About this exercise » Check every line in the records below for the word "status" and report how many have it, nothing more.

Material to process »
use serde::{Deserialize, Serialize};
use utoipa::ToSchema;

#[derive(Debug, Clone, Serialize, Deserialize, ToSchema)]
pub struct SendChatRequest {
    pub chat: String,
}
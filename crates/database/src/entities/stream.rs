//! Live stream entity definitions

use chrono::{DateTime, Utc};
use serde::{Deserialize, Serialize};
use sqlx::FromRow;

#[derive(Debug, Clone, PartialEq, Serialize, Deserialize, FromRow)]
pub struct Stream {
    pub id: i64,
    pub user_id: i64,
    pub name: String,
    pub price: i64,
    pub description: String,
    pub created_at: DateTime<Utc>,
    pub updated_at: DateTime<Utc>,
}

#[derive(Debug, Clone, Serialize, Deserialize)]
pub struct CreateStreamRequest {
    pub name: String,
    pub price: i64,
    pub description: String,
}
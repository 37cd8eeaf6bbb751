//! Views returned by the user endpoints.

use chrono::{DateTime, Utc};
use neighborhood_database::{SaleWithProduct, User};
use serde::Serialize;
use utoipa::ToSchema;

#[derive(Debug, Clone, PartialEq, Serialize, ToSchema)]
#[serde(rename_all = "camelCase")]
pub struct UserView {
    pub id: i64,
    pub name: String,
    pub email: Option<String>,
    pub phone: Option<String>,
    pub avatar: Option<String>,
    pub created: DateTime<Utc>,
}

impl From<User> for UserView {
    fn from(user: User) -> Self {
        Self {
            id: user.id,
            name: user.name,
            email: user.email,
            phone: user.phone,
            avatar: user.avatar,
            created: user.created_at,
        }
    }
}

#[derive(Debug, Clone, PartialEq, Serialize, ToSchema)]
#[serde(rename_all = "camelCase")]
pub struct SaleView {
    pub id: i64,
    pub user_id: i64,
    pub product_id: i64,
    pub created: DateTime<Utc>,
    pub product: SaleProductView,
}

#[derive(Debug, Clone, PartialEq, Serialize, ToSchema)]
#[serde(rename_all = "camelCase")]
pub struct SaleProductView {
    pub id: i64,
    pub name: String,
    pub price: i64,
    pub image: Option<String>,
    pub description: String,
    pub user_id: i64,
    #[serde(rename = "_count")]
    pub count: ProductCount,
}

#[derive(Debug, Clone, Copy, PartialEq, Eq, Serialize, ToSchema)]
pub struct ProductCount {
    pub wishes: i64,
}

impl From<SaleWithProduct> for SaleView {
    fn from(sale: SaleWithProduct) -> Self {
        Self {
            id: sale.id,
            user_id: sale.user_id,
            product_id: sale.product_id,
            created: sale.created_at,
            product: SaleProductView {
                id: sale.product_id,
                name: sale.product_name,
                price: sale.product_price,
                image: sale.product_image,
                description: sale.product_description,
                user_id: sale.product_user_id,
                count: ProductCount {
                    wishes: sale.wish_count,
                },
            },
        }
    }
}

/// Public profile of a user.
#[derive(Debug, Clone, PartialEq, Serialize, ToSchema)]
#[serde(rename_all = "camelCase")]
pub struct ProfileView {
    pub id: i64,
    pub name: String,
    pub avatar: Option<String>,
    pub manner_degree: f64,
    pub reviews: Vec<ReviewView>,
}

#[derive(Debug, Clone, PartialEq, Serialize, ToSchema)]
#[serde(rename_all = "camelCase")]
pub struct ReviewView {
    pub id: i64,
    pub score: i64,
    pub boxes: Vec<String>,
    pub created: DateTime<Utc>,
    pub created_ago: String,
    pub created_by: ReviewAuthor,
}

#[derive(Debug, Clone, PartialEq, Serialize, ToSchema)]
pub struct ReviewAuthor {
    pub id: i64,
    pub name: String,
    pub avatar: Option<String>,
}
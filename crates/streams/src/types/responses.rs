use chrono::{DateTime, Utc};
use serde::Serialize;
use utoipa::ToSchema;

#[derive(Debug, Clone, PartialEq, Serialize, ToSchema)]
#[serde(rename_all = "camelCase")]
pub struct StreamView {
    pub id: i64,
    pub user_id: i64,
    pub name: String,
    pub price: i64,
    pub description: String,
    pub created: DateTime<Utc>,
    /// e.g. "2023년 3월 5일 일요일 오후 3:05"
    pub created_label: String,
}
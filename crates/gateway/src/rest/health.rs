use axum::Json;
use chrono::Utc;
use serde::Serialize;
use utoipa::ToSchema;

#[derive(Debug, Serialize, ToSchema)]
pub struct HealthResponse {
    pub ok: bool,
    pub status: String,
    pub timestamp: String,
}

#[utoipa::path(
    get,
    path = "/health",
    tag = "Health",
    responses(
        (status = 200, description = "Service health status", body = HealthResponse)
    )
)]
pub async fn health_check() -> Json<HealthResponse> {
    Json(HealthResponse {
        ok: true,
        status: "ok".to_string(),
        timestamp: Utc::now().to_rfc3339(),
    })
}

Answer section » 3